The impeller 44 includes a plurality of blades (rotating blades) arranged around a rotation axis A1 extending in the front-rear direction. Similarly, the stator vane 45 includes a plurality of vanes arranged behind the impeller 44 and about the axis of rotation A1. The stator blades 45 are arranged around the housing 46 . Impeller 44 is connected to drive shaft 43 . The drive shaft 43 is also the rotating shaft of the impeller 44 . The impeller 44 is therefore rotatable relative to the flow path 40 around the axis of rotation A1. On the other hand, the stator vane 45 is fixed to the housing 46 and the stator vane housing portion and does not rotate with respect to the flow path 40 .

The drive shaft 43 is pivotally supported by the duct 41 at the pivot portion 42 . The shaft support 42 includes bearings and seals. Further, the drive shaft 43 passes through the through hole 12b of the hull 12 in front of the pivot portion 42. As shown in FIG. Through hole 12b includes a seal portion.

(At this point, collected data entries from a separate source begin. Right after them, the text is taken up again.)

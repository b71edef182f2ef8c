//! The opaque transcode runner workers execute jobs through
//!
//! The worker knows nothing about codecs; it hands the job spec to a
//! runner and records whatever outputs come back.

use async_trait::async_trait;
use clipforge::models::{Job, JobOutput};
use clipforge::utils::ApiError;
use serde_derive::{Deserialize, Serialize};
use std::path::Path;
use std::process::Stdio;
use tokio::io::AsyncWriteExt;
use tokio::process::Command;
use tracing::instrument;

/// The outcome a runner reports for one job
#[derive(Serialize, Deserialize, Debug, Clone, PartialEq)]
pub struct RunnerOutcome {
    /// The outputs this transcode produced
    pub outputs: Vec<JobOutput>,
    /// How long the transcode took in seconds if the runner timed it
    #[serde(default)]
    pub duration: Option<f64>,
}

/// A transcode runner the worker can drive
#[async_trait]
pub trait Runner {
    /// Run one job to completion
    ///
    /// # Arguments
    ///
    /// * `job` - The job to transcode
    /// * `scratch` - A scratch dir scoped to this job
    async fn run(&self, job: &Job, scratch: &Path) -> Result<RunnerOutcome, ApiError>;
}

/// A runner that drives an external transcoder command
///
/// The job spec is written to the commands stdin as json and the outcome
/// is read back from its stdout, so media bytes and credentials never
/// cross argv.
pub struct CommandRunner {
    /// The command to invoke for each job
    cmd: String,
}

impl CommandRunner {
    /// Create a new command runner
    ///
    /// # Arguments
    ///
    /// * `cmd` - The command to invoke for each job
    #[must_use]
    pub fn new<T: Into<String>>(cmd: T) -> Self {
        CommandRunner { cmd: cmd.into() }
    }
}

#[async_trait]
impl Runner for CommandRunner {
    /// Run one job through the external transcoder
    ///
    /// # Arguments
    ///
    /// * `job` - The job to transcode
    /// * `scratch` - A scratch dir scoped to this job
    #[instrument(name = "CommandRunner::run", skip_all, fields(job = job.id.to_string()), err(Debug))]
    async fn run(&self, job: &Job, scratch: &Path) -> Result<RunnerOutcome, ApiError> {
        // serialize the job spec for the transcoder
        let payload = serde_json::to_string(job)?;
        // spawn the transcoder with its scratch dir as its only arg
        let mut child = Command::new(&self.cmd)
            .arg(scratch)
            .stdin(Stdio::piped())
            .stdout(Stdio::piped())
            .stderr(Stdio::piped())
            .spawn()?;
        // hand the job spec over on stdin
        match child.stdin.take() {
            Some(mut stdin) => {
                stdin.write_all(payload.as_bytes()).await?;
                // close stdin so the transcoder sees eof
                drop(stdin);
            }
            None => {
                return clipforge::internal_err!("Transcoder stdin was not piped".to_owned());
            }
        }
        // wait for the transcode to finish
        let output = child.wait_with_output().await?;
        if !output.status.success() {
            // surface the tail of stderr as this jobs error
            let stderr = String::from_utf8_lossy(&output.stderr);
            let skip = stderr.chars().count().saturating_sub(512);
            let tail: String = stderr.chars().skip(skip).collect();
            return clipforge::internal_err!(format!(
                "Transcoder exited with {}: {}",
                output.status, tail
            ));
        }
        // the transcoder reports its outcome as json on stdout
        match serde_json::from_slice::<RunnerOutcome>(&output.stdout) {
            Ok(outcome) => Ok(outcome),
            Err(error) => clipforge::internal_err!(format!(
                "Transcoder reported an unreadable outcome: {}",
                error
            )),
        }
    }
}

#[cfg(test)]
mod tests {
    use super::*;

    #[test]
    fn outcomes_parse_without_a_duration() {
        let raw = r#"{"outputs": [{"url": "outputs/j1/720p.mp4", "quality": "720p"}]}"#;
        let outcome: RunnerOutcome = serde_json::from_str(raw).unwrap();
        assert_eq!(outcome.outputs.len(), 1);
        assert_eq!(outcome.outputs[0].quality.as_deref(), Some("720p"));
        assert_eq!(outcome.duration, None);
    }

    #[test]
    fn outcomes_parse_with_a_duration() {
        let raw = r#"{"outputs": [], "duration": 41.25}"#;
        let outcome: RunnerOutcome = serde_json::from_str(raw).unwrap();
        assert!(outcome.outputs.is_empty());
        assert_eq!(outcome.duration, Some(41.25));
    }
}
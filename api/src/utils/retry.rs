//! A small reusable retry helper with exponential backoff
//!
//! Provider calls are the only remote calls clipforge retries; everything
//! else either surfaces to the caller or is swept up by the reaper.

use rand::Rng;
use std::future::Future;
use std::time::Duration;

use crate::conf::Limits;

/// An exponential backoff schedule with a cap and an attempt limit
#[derive(Debug, Clone, PartialEq, Eq)]
pub struct Backoff {
    /// The base delay in milliseconds
    pub base_ms: u64,
    /// The cap on any single delay in milliseconds
    pub cap_ms: u64,
    /// The max number of attempts including the first
    pub max_attempts: usize,
}

impl Backoff {
    /// Create a new backoff schedule
    ///
    /// # Arguments
    ///
    /// * `base_ms` - The base delay in milliseconds
    /// * `cap_ms` - The cap on any single delay in milliseconds
    /// * `max_attempts` - The max number of attempts including the first
    #[must_use]
    pub fn new(base_ms: u64, cap_ms: u64, max_attempts: usize) -> Self {
        Backoff {
            base_ms,
            cap_ms,
            max_attempts,
        }
    }

    /// Build the provider retry schedule from the configured limits
    ///
    /// # Arguments
    ///
    /// * `limits` - The pool and lifecycle limits
    #[must_use]
    pub fn from_limits(limits: &Limits) -> Self {
        Backoff::new(limits.backoff_base_ms, limits.backoff_max_ms, 5)
    }

    /// Get the delay to wait after a failed attempt
    ///
    /// # Arguments
    ///
    /// * `failures` - How many attempts have failed so far, starting at 1
    #[must_use]
    pub fn delay(&self, failures: usize) -> Duration {
        // the first failure waits the base delay
        let shift = failures.saturating_sub(1).min(63) as u32;
        let factor = 1u64.checked_shl(shift).unwrap_or(u64::MAX);
        let delay = self.base_ms.saturating_mul(factor).min(self.cap_ms);
        Duration::from_millis(delay)
    }

    /// Get the delay for a failed attempt with up to 10% jitter added
    ///
    /// # Arguments
    ///
    /// * `failures` - How many attempts have failed so far, starting at 1
    #[must_use]
    pub fn jittered(&self, failures: usize) -> Duration {
        let delay = self.delay(failures);
        let spread = (delay.as_millis() as u64) / 10;
        if spread == 0 {
            return delay;
        }
        delay + Duration::from_millis(rand::rng().random_range(0..=spread))
    }
}

/// Drive an async operation through a backoff schedule
///
/// Errors the predicate rejects are returned immediately; retryable errors
/// are returned once the schedule's attempts are exhausted.
///
/// # Arguments
///
/// * `backoff` - The backoff schedule to follow
/// * `retryable` - Whether an error is worth retrying
/// * `op` - The operation to drive
pub async fn retry_with<T, E, F, Fut, P>(backoff: &Backoff, retryable: P, mut op: F) -> Result<T, E>
where
    F: FnMut() -> Fut,
    Fut: Future<Output = Result<T, E>>,
    P: Fn(&E) -> bool,
{
    let mut failures = 0;
    loop {
        match op().await {
            Ok(val) => return Ok(val),
            Err(error) => {
                failures += 1;
                // give up on terminal errors or an exhausted schedule
                if failures >= backoff.max_attempts || !retryable(&error) {
                    return Err(error);
                }
                tokio::time::sleep(backoff.jittered(failures)).await;
            }
        }
    }
}

#[cfg(test)]
mod tests {
    use super::*;
    use std::sync::atomic::{AtomicUsize, Ordering};

    #[test]
    fn delays_double_from_the_base() {
        let backoff = Backoff::new(100, 10_000, 5);
        assert_eq!(backoff.delay(1), Duration::from_millis(100));
        assert_eq!(backoff.delay(2), Duration::from_millis(200));
        assert_eq!(backoff.delay(3), Duration::from_millis(400));
        assert_eq!(backoff.delay(4), Duration::from_millis(800));
    }

    #[test]
    fn provider_schedules_allow_five_attempts() {
        let backoff = Backoff::from_limits(&Limits::default());
        assert_eq!(backoff, Backoff::new(100, 10_000, 5));
    }

    #[test]
    fn delays_respect_the_cap() {
        let backoff = Backoff::new(100, 10_000, 12);
        assert_eq!(backoff.delay(9), Duration::from_millis(10_000));
        assert_eq!(backoff.delay(60), Duration::from_millis(10_000));
        // absurd failure counts must not overflow
        assert_eq!(backoff.delay(10_000), Duration::from_millis(10_000));
    }

    #[tokio::test(start_paused = true)]
    async fn retries_until_success() {
        let backoff = Backoff::new(100, 10_000, 5);
        let calls = AtomicUsize::new(0);
        let result: Result<usize, &str> = retry_with(&backoff, |_| true, || async {
            // fail the first three attempts
            if calls.fetch_add(1, Ordering::SeqCst) < 3 {
                Err("rate limited")
            } else {
                Ok(42)
            }
        })
        .await;
        assert_eq!(result, Ok(42));
        assert_eq!(calls.load(Ordering::SeqCst), 4);
    }

    #[tokio::test(start_paused = true)]
    async fn gives_up_after_max_attempts() {
        let backoff = Backoff::new(100, 10_000, 5);
        let calls = AtomicUsize::new(0);
        let result: Result<usize, &str> = retry_with(&backoff, |_| true, || async {
            calls.fetch_add(1, Ordering::SeqCst);
            Err("server error")
        })
        .await;
        assert_eq!(result, Err("server error"));
        assert_eq!(calls.load(Ordering::SeqCst), 5);
    }

    #[tokio::test(start_paused = true)]
    async fn terminal_errors_fail_fast() {
        let backoff = Backoff::new(100, 10_000, 5);
        let calls = AtomicUsize::new(0);
        let result: Result<usize, &str> = retry_with(
            &backoff,
            |error| *error != "bad request",
            || async {
                calls.fetch_add(1, Ordering::SeqCst);
                Err("bad request")
            },
        )
        .await;
        assert_eq!(result, Err("bad request"));
        assert_eq!(calls.load(Ordering::SeqCst), 1);
    }
}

Therefore, the drive shaft 43 is rotatable around the rotation axis A1.

The transmission unit 100 has a drive shaft 43, electric motors M1 and M2, driving gears G1 and G2, and driven gears 51 and 52. The driving gears G1 and G2 are connected and fixed to the output shafts M1a and M2a of the electric motors M1 and M2, respectively. The driven gears 51 and 52 are driven parts provided corresponding to the electric motors M1 and M2, respectively. The driven gears 51 and 52 are connected to the drive shaft 43 at different positions in the direction of the rotation axis A1 (the axial direction of the rotation axis of the impeller 44). That is, the driven gears 51 and 52 are arranged in series in the direction of the rotation axis A1. The driven gears 51 and 52 and the drive shaft 43 rotate together. Driving gears G1 and G2 as driving units mesh with driven gears 51 and 52, respectively. Each output of the electric motors M1 and M2 is transmitted to the driven gears 51 and 52 via the driving gears G1 and G2. Therefore, the drive shaft 43 is rotationally driven by the electric motors M1 and M2. The standard maximum outputs of the electric motors M1 and M2 are approximately equal (including completely equal).

The electric motors M1, M2 (output shafts M1a, M2a) are rotatable in forward and reverse directions. When the electric motors M1 and M2 rotate in the forward direction (for example, clockwise as viewed from the rear), the impeller 44 also rotates in the forward direction. As a result, water is sucked into the flow path 40 from the water inlet 48 , and the sucked water is sent from the impeller 44 to the stationary blades 45 . The stationary blades 45 reduce the twist of the water flow caused by the rotation of the impeller 44 and smooth the water flow. Then, the rectified water is jetted rearward from the jet port 47 . As a result, a jet of water is formed, and forward thrust is generated on the hull 12 . On the other hand, when the electric motors M1 and M2 rotate in the reverse direction, the impeller 44 also rotates in the reverse direction. Therefore, water is sucked into the flow path 40 from the jet port 47, and the sucked water is jetted obliquely downward and forward from the water intake port 48. - 特許庁As a result, thrust in the backward direction is generated with respect to the hull 12 . Thus, the second propulsion unit 15 is configured to change the direction of thrust by switching the rotation direction of the impeller 44 .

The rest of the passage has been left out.